The national strike is a reaction to the impositions of a political class which makes decisions without considering the sovereignty of the country.
Five days before the second round of the presidential elections in Guatemala, thousands of Campesinos began Tuesday a national strike in rejection of the immigration agreement signed with the United States and requesting the annulment of the elections held on June 16 due to indications of fraud.
Convened by the Farmer Development Committee (Codeca), the Guatemalan mobilization started by blocking the country's main roads and was led by former presidential candidate Thelma Cabrera, a Mayan Indigenous woman who belongs to the Movement for the Liberation of Peoples (MLP), which was formed at the end of 2018.
"I support the courage of the people to continue denouncing the electoral fraud in Guatemala," Cabrera said and commented that the status quo acted to "impose" the runoff election candidates.
On Sunday, Guatemalans will choose between Sandra Torres, who belongs to the social democratic party National Unit of Hope (UNE) and Alejandro Giammattei, who is the candidate of the center-right party VAMOS.
In an attempt to contain demonstrations, the Committee of Agricultural, Commercial, Industrial and Financial Associations (Cacif), which brings together the Guatemalan business elite, presented an amparo to the Constitutional Court (CC) to 'guarantee the right of free locomotion of Guatemalans'.
Although this request was accepted, the farmer organizations were not afraid to start their protest and managed to block the main roads in the 22 Guatemalan departments.
PARO NACIONAL: LAS TRAMPAS, QUICHÉ#Codeca #ParoNacional #Guatemala#ParoPorLaConstituyentePlurinacional— Red Tz'ikin (@redtzikin) August 6, 2019
hoy 6 Agosto 2019#ThelmaCabrera se hizo presente en el paro situado en Las Trampas, Quiché, donde recibió numerosas muestras de afecto. pic.twitter.com/0zHOfNZAQD
National strike for the plurinational constituent.
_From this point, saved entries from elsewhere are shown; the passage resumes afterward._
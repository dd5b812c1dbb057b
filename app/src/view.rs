//! View composer.
//!
//! Derives the displayed list and counters from the cached list and the
//! filter, renders them as plain text, and turns typed commands into
//! [`AppAction`] intents. Items are addressed by their 1-based position in
//! the visible list.

use crate::types::{AppAction, AppState, ListStatus};
use std::str::FromStr;
use thiserror::Error;
use todosync_core::{Credentials, Filter, Todo};

/// Todos that pass `filter`, in list order
#[must_use]
pub fn visible(todos: &[Todo], filter: Filter) -> Vec<Todo> {
    todos
        .iter()
        .filter(|todo| filter.matches(todo))
        .cloned()
        .collect()
}

/// Number of todos not completed, regardless of any filter
#[must_use]
pub fn active_count(todos: &[Todo]) -> usize {
    todos.iter().filter(|todo| !todo.completed).count()
}

/// Returns true when at least one todo is completed
#[must_use]
pub fn has_completed(todos: &[Todo]) -> bool {
    todos.iter().any(|todo| todo.completed)
}

/// Derived view of the list
#[derive(Clone, Debug, PartialEq, Eq)]
pub struct TodoView {
    /// Todos shown under the current filter
    pub visible: Vec<Todo>,
    /// Todos left to do, over the unfiltered list
    pub active_count: usize,
    /// Gates the clear-completed control
    pub has_completed: bool,
    /// Filter the view was composed with
    pub filter: Filter,
}

impl TodoView {
    /// Compose the view of `todos` under `filter`
    #[must_use]
    pub fn compose(todos: &[Todo], filter: Filter) -> Self {
        Self {
            visible: visible(todos, filter),
            active_count: active_count(todos),
            has_completed: has_completed(todos),
            filter,
        }
    }

    /// Visible todo at 1-based `position`
    #[must_use]
    pub fn at(&self, position: usize) -> Option<&Todo> {
        position
            .checked_sub(1)
            .and_then(|index| self.visible.get(index))
    }

    /// "N item(s) left"
    #[must_use]
    pub fn items_left(&self) -> String {
        let noun = if self.active_count == 1 { "item" } else { "items" };
        format!("{} {noun} left", self.active_count)
    }
}

/// Render the whole state as plain text, one line per row
#[must_use]
pub fn render(state: &AppState) -> String {
    let mut lines = Vec::new();

    match state.current_identity() {
        Some(identity) => lines.push(format!("todos: {}", identity.label())),
        None => {
            lines.push("todos: not signed in".to_string());
            lines.extend(state.session.error().map(|error| format!("! {error}")));
            return join_lines(lines);
        },
    }

    if let ListStatus::Failed(message) = &state.list {
        lines.push(format!("! Failed to load todos: {message}"));
    }
    lines.extend(state.notice.as_ref().map(|notice| format!("! {notice}")));
    if state.list == ListStatus::Loading && state.todos().is_empty() {
        lines.push("  loading...".to_string());
    }

    let view = state.view();
    lines.extend(view.visible.iter().enumerate().map(|(index, todo)| {
        let marker = if todo.completed { "[x]" } else { "[ ]" };
        format!("{:>3}. {marker} {}", index + 1, todo.title)
    }));

    let clear = if view.has_completed { " | clear completed" } else { "" };
    lines.push(format!("{} | filter: {}{clear}", view.items_left(), view.filter));
    join_lines(lines)
}

fn join_lines(lines: Vec<String>) -> String {
    let mut out = lines.join("\n");
    out.push('\n');
    out
}

/// Help text for the command prompt
pub const HELP: &str = "\
commands:
  add <title>            add a todo
  toggle <n>             flip todo n between active and completed
  edit <n> <title>       rename todo n (an empty title deletes it)
  delete <n>             delete todo n
  clear                  delete every completed todo
  filter <all|active|completed>
  refresh                refetch the list
  login <email> <password>
  logout
  help
  quit";

/// A parsed line of input
#[derive(Clone, Debug, PartialEq)]
pub enum Command {
    /// Send this intent to the store
    Dispatch(AppAction),
    /// Print the help text
    Help,
    /// Leave the prompt
    Quit,
}

/// Why a line of input was not understood
#[derive(Error, Debug, Clone, PartialEq, Eq)]
pub enum IntentError {
    /// Nothing recognisable was typed
    #[error("unknown command: {0} (type `help`)")]
    UnknownCommand(String),

    /// The command needs an argument
    #[error("usage: {0}")]
    Usage(&'static str),

    /// A todo title was empty after trimming
    #[error("a todo needs a title")]
    EmptyTitle,

    /// No visible todo at that position
    #[error("no todo at position {0}")]
    NoSuchItem(String),

    /// The filter name was not recognised
    #[error("unknown filter: {0}")]
    UnknownFilter(String),
}

/// Parse one line of input against the current view
///
/// # Errors
///
/// Returns an [`IntentError`] describing what was wrong with the line.
pub fn parse_command(line: &str, view: &TodoView) -> Result<Command, IntentError> {
    let line = line.trim();
    let (verb, rest) = line.split_once(char::is_whitespace).unwrap_or((line, ""));
    let rest = rest.trim();

    let action = match verb.to_ascii_lowercase().as_str() {
        "" | "ls" | "list" => return Ok(Command::Dispatch(AppAction::DismissNotice)),
        "help" | "?" => return Ok(Command::Help),
        "quit" | "exit" | "q" => return Ok(Command::Quit),
        "add" | "a" => add_intent(rest)?,
        "toggle" | "t" => AppAction::ToggleTodo {
            todo: item(rest, view, "toggle <n>")?.clone(),
        },
        "edit" | "e" => {
            let (position, title) = rest.split_once(char::is_whitespace).unwrap_or((rest, ""));
            let todo = item(position, view, "edit <n> <title>")?;
            edit_intent(todo, title)
        },
        "delete" | "del" | "rm" => AppAction::DeleteTodo {
            id: item(rest, view, "delete <n>")?.id.clone(),
        },
        "clear" => AppAction::ClearCompleted,
        "filter" | "f" => AppAction::SetFilter {
            filter: Filter::from_str(rest)
                .map_err(|_| IntentError::UnknownFilter(rest.to_string()))?,
        },
        "refresh" | "r" => AppAction::LoadTodos,
        "login" => {
            let (email, password) = rest
                .split_once(char::is_whitespace)
                .ok_or(IntentError::Usage("login <email> <password>"))?;
            AppAction::SignIn {
                credentials: Credentials::new(email, password.trim()),
            }
        },
        "logout" => AppAction::SignOut,
        _ => return Err(IntentError::UnknownCommand(verb.to_string())),
    };

    Ok(Command::Dispatch(action))
}

/// Add intent for a typed title; blank titles are rejected here
///
/// # Errors
///
/// [`IntentError::EmptyTitle`] when the title is blank.
pub fn add_intent(title: &str) -> Result<AppAction, IntentError> {
    let title = title.trim();
    if title.is_empty() {
        return Err(IntentError::EmptyTitle);
    }
    Ok(AppAction::AddTodo {
        title: title.to_string(),
    })
}

/// Edit intent for `todo`; an edit that leaves the title blank deletes it
#[must_use]
pub fn edit_intent(todo: &Todo, title: &str) -> AppAction {
    let title = title.trim();
    if title.is_empty() {
        AppAction::DeleteTodo {
            id: todo.id.clone(),
        }
    } else {
        AppAction::EditTodo {
            id: todo.id.clone(),
            title: title.to_string(),
        }
    }
}

fn item<'a>(
    position: &str,
    view: &'a TodoView,
    usage: &'static str,
) -> Result<&'a Todo, IntentError> {
    if position.is_empty() {
        return Err(IntentError::Usage(usage));
    }
    position
        .parse::<usize>()
        .ok()
        .and_then(|position| view.at(position))
        .ok_or_else(|| IntentError::NoSuchItem(position.to_string()))
}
August 6, 2019. Thelma Cabrera was present at the strike held at Las Trampas, Quiche, where she received numerous signs of support.
Guatemalan social organizations are also rejecting the immigration agreement signed in Washington on July 26 by President Jimmy Morales, a commitment that turns Guatemala into a Safe Third Country (STC), that is, a territory to which the U.S. can send migrants while its authorities process their asylum claims.
"We defend the sovereignty of Guatemala because the government is giving our country to the United States. As a people we reject it," Cabrera said.
A similar opinion was held by former MLP congressional candidate Gilder Guzman, who emphasized that the STC agreement harms the country.
"We demand that the Constitutional Court revoke the agreement signed by the corrupted who are in power because it does not bring any benefit to Guatemala, a country in which we live precariously in every way," Guzman said and added that Morales "has served as a rug for the racist U.S. president", who has threatened Guatemalan officials.
The Indigenous leaders indicated their concern about the corruption of the political class, the repression against social activists and the violation of the rights of Guatemalans.
"We continue to denounce the 2019 electoral fraud promoted and planned by sectors of economic power through the Supreme Electoral Tribunal so that the same criminals who have murdered the people, and looted the assets and resources of the country, continue to govern," Codeco said.